本研究旨在评估不同窝洞消毒方法对复合树脂与龋损牙本质(CAD)之间黏结完整性的影响。此外,将使用不同的黏结剂评估不同牙本质基底[CAD 和正常牙本质(SD)]的微拉伸黏结强度(µTBS)。
样本由 20 颗下颌磨牙组成,其中 10 颗具有正常牙本质(SD),80 颗具有 CAD。所有样本均置于内径为 3 毫米的聚氯乙烯管中,并垂直放置于牙釉质牙骨质交界处(CEJ)上方。共有 60 个 CAD 样本(n=10)用于进行剪切黏结强度(SBS)测试。CAD 样本在第 1 组中用掺铒铬钇钪镓石榴石(Er, Cr: YSGG)激光、第 2 组中用二极管激光、第 3 组中用掺钕钇铝石榴石(Nd: YAG)激光、第 4 组中用核黄素、第 5 组中用姜黄素、第 6 组中用洗必泰进行消毒。60 个 CAD 样本用 Scotchbond™ 酸蚀剂和 Scotchbond™ 多用途底漆处理并用复合树脂进行 SBS 测试。在剩余的 20 个未进行任何类型消毒的 CAD 样本以及 20 个具有正常牙本质(SD)的样本上,使用两种不同类型的黏结系统进行微拉伸测试。对于每个 CAD 和 SD 样本的十个样本,将 3c™ Adper™ Scotchbond™ 多用途黏结剂应用于牙本质表面。对于剩余的十个 CAD 和 SD 样本,使用 All-Bond 2 黏结剂系统。为 µTBS 测试制备样本。在所有样本中,使用立体显微镜评估黏结失败情况。使用方差分析(ANOVA)和 Tukey Honestly Significant Difference(HSD)检验比较多个组的均值,显著性水平为 p<0.05。

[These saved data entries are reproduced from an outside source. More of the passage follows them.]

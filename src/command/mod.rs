//! Command processing: tokenize one line, dispatch it, produce an outcome.
//!
//! A command line is at most three tokens: a verb, a key, and a value. The
//! split happens on the first two ASCII spaces only, which keeps spaces and
//! quotes inside the value token intact for the value parser. Every
//! malformed shape collapses into the single "Invalid command" error.

use std::path::Path;
use std::sync::Arc;

use thiserror::Error;
use tracing::debug;

use crate::protocol::{self, Outcome, ProtocolError, Value};
use crate::storage::{DurableStore, StorageError};
use crate::txn::{TxnError, TxnManager};

/// Command processing errors. Wrapped variants stay transparent so their
/// display text reaches the wire unchanged.
#[derive(Debug, Error)]
pub enum CommandError {
    /// Empty input, unknown verb, or wrong arity.
    #[error("Invalid command")]
    InvalidCommand,

    #[error(transparent)]
    Protocol(#[from] ProtocolError),

    #[error(transparent)]
    Txn(#[from] TxnError),

    #[error(transparent)]
    Storage(#[from] StorageError),
}

pub type CommandResult<T> = Result<T, CommandError>;

/// A parsed command.
#[derive(Clone, Debug, PartialEq, Eq)]
pub enum Command {
    Set { key: String, value: Value },
    Get { key: String },
    Begin,
    Commit,
    Rollback,
}

/// Parses one command line into its typed form.
pub fn parse(text: &str) -> CommandResult<Command> {
    let tokens: Vec<&str> = text.trim().splitn(3, ' ').collect();
    match tokens.as_slice() {
        ["SET", key, value] => Ok(Command::Set {
            key: protocol::parse_key(key)?,
            value: protocol::parse_value(value)?,
        }),
        ["GET", key] => Ok(Command::Get {
            key: protocol::parse_key(key)?,
        }),
        ["BEGIN"] => Ok(Command::Begin),
        ["COMMIT"] => Ok(Command::Commit),
        ["ROLLBACK"] => Ok(Command::Rollback),
        _ => Err(CommandError::InvalidCommand),
    }
}

/// Executes parsed commands against the store through the transaction
/// engine, which decides per client whether an operation is transactional.
pub struct CommandProcessor {
    txns: Arc<TxnManager>,
}

impl CommandProcessor {
    /// Opens the full engine stack rooted at `data_dir`.
    pub fn open(data_dir: &Path) -> CommandResult<Arc<Self>> {
        let store = DurableStore::open(data_dir)?;
        let txns = TxnManager::open(data_dir, store)?;
        Ok(Arc::new(Self { txns }))
    }

    /// Parses and executes one command line on behalf of `client`.
    pub fn parse_and_execute(&self, text: &str, client: &str) -> CommandResult<Outcome> {
        let command = parse(text)?;
        debug!("Client {:?} issued {:?}", client, command);
        self.execute(command, client)
    }

    /// Executes one parsed command.
    pub fn execute(&self, command: Command, client: &str) -> CommandResult<Outcome> {
        match command {
            Command::Set { key, value } => {
                let old = self.txns.set(client, &key, value.clone())?;
                Ok(Outcome::Set {
                    old: Value::from(old),
                    new: value,
                })
            }
            Command::Get { key } => {
                let value = self.txns.get(client, &key)?;
                Ok(Outcome::Single(Value::from(value)))
            }
            Command::Begin => {
                self.txns.begin(client)?;
                Ok(Outcome::Ok)
            }
            Command::Commit => {
                self.txns.commit(client)?;
                Ok(Outcome::Ok)
            }
            Command::Rollback => {
                self.txns.rollback(client)?;
                Ok(Outcome::Ok)
            }
        }
    }
}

用洗必泰(CHX)消毒的 CAD(17.19±1.02 MPa)表现出最高的 SBS 值。用姜黄素激活光动力疗法(PDT)消毒的第 5 组样本表现出最低的 SBS(12.49±1.11 MPa)。Scotchbond 黏结剂在 CAD 和 SD 上表现出相当的 µTBS(p>0.05)。此外,在 CAD 上应用 All-Bond 2 黏结剂时,其 µTBS 显著低于在 SD 上应用 All-Bond 2 黏结剂(p<0.05)。SBS 后对脱黏 CAD 表面的分析表明,在不同的实验组中,以牙本质内聚型破坏为主,其次是黏结破坏。
用 Er:Cr: YSGG、二极管激光和核黄素激活光动力疗法对 CAD 进行消毒,可能成为 CHX 的替代品,以获得可接受的 SBS。在 CAD 和 SD 上使用 Adper™ Scotchbond™ 多用途黏结剂不会显著降低 µTBS。